Finding the Potential Between Two Coaxial Cylinders Using Laplace's Equation

[cscott]

Homework Statement

Two coaxial cylinders, radii {a,b} where b>a. Find the potential between the two cylinder surfaces.

Boundary conditions:
V(a,\phi) = 2 \cos \phi
V(b,\phi) = 12 \sin \phi

Homework Equations

Solution by separation of variables:
V(r,\phi) = a_0 + b_0 \ln s + \sum_k \left[ r^k(a_k \cos k\phi + b_k \sin k\phi)+r^{-k}(c_k\cos k\phi + d_k \sin k\phi)\right]

The Attempt at a Solution

I don't think I can eliminate the r^{-k} term because the origin isn't between the two cylinders.

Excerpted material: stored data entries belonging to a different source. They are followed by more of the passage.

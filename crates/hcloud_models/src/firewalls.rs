//! Firewall entity and its response envelopes.

use serde::{Deserialize, Serialize};
use time::OffsetDateTime;

use crate::{
    actions::Action,
    id_type::{FirewallId, ServerId},
    meta::Meta,
    Labels,
};

/// A firewall and the resources it is applied to.
#[derive(Clone, Debug, Deserialize, Serialize, PartialEq, Eq)]
pub struct Firewall {
    pub id: FirewallId,
    pub name: String,
    #[serde(default)]
    pub labels: Labels,
    #[serde(default)]
    pub rules: Vec<FirewallRule>,
    #[serde(default)]
    pub applied_to: Vec<FirewallResource>,
    #[serde(with = "time::serde::rfc3339")]
    pub created: OffsetDateTime,
}

/// Direction a firewall rule applies to.
#[derive(Clone, Copy, Debug, Eq, PartialEq, Serialize, Deserialize, strum::Display)]
#[serde(rename_all = "snake_case")]
#[strum(serialize_all = "snake_case")]
pub enum RuleDirection {
    In,
    Out,
}

/// Protocol matched by a firewall rule.
#[derive(Clone, Copy, Debug, Eq, PartialEq, Serialize, Deserialize, strum::Display)]
#[serde(rename_all = "snake_case")]
#[strum(serialize_all = "snake_case")]
pub enum RuleProtocol {
    Tcp,
    Udp,
    Icmp,
    Esp,
    Gre,
}

/// A single firewall rule.
#[derive(Clone, Debug, Deserialize, Serialize, PartialEq, Eq)]
pub struct FirewallRule {
    pub direction: RuleDirection,
    pub protocol: RuleProtocol,
    #[serde(default)]
    pub port: Option<String>,
    #[serde(default)]
    pub source_ips: Vec<String>,
    #[serde(default)]
    pub destination_ips: Vec<String>,
    #[serde(default)]
    pub description: Option<String>,
}

/// Resource a firewall is applied to.
#[derive(Clone, Debug, Deserialize, Serialize, PartialEq, Eq)]
pub struct FirewallResource {
    #[serde(rename = "type")]
    pub resource_type: String,
    #[serde(default)]
    pub server: Option<FirewallResourceServer>,
}

/// Server reference inside an applied-to block.
#[derive(Clone, Copy, Debug, Deserialize, Serialize, PartialEq, Eq)]
pub struct FirewallResourceServer {
    pub id: ServerId,
}

/// Envelope of the firewall list endpoint.
#[derive(Clone, Debug, Deserialize, Serialize, PartialEq, Eq)]
pub struct FirewallListResponse {
    pub meta: Meta,
    pub firewalls: Vec<Firewall>,
}

/// Envelope wrapping a single firewall.
#[derive(Clone, Debug, Deserialize, Serialize, PartialEq, Eq)]
pub struct FirewallResponse {
    pub firewall: Firewall,
}

/// Envelope of the firewall actions endpoint. This endpoint carries no
/// pagination block.
#[derive(Clone, Debug, Deserialize, Serialize, PartialEq, Eq)]
pub struct FirewallActionsResponse {
    pub actions: Vec<Action>,
}
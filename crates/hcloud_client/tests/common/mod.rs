#![allow(clippy::unwrap_used, dead_code)]

use std::sync::{Arc, Mutex};

use async_trait::async_trait;
use bytes::Bytes;
use hcloud_client::{
    request::Request,
    transport::{HttpTransport, Response, TransportError},
    ApiToken, Client, CustomResult,
};

pub const TEST_TOKEN: &str = "foo";
pub const TEST_BASE_URL: &str = "https://cloud.test/v1";

/// Transport stub that answers every request with one canned response and
/// records what it was asked to send.
pub struct MockTransport {
    status_code: u16,
    body: Bytes,
    seen: Mutex<Vec<Request>>,
}

impl MockTransport {
    pub fn new(status_code: u16, body: serde_json::Value) -> Arc<Self> {
        Arc::new(Self {
            status_code,
            body: Bytes::from(body.to_string()),
            seen: Mutex::new(Vec::new()),
        })
    }

    pub fn with_raw_body(status_code: u16, body: &'static [u8]) -> Arc<Self> {
        Arc::new(Self {
            status_code,
            body: Bytes::from_static(body),
            seen: Mutex::new(Vec::new()),
        })
    }

    /// Requests the transport has executed so far.
    pub fn requests(&self) -> Vec<Request> {
        self.seen.lock().unwrap().clone()
    }
}

#[async_trait]
impl HttpTransport for MockTransport {
    async fn execute(&self, request: Request) -> CustomResult<Response, TransportError> {
        self.seen.lock().unwrap().push(request);
        Ok(Response {
            status_code: self.status_code,
            body: self.body.clone(),
        })
    }
}

/// Client wired to the given mock transport.
pub fn test_client(transport: Arc<MockTransport>) -> Client {
    Client::with_transport(
        ApiToken::new(TEST_TOKEN).unwrap(),
        TEST_BASE_URL,
        transport,
    )
    .unwrap()
}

I think k=1 is the only term in the summation that is required for the solution.

V(r,\phi) = r(a_1 \cos \phi + b_1 \sin \phi)+\frac{1}{r}(c_1\cos \phi + d_1 \sin \phi)

I don't see how to have the cosines vanish for V(b) and sines vanish for V(a) because of the common k in both.

 

[fzero]

You should actually write down the boundary conditions for k=1. There are nontrivial solutions.

 

[cscott]

I made a typo in my boundary conditions

Boundary conditions (in volts):
V(a,\phi) = 2 \cos \phi
V(b,\phi) = 12 \sin \phiTaking V(r,\phi)_{k=1} gives,
V(r,\phi) = r(a_1 \cos \phi + b_1 \sin \phi)+\frac{1}{r}(c_1\cos \phi + d_1 \sin \phi)

I will take a look at this...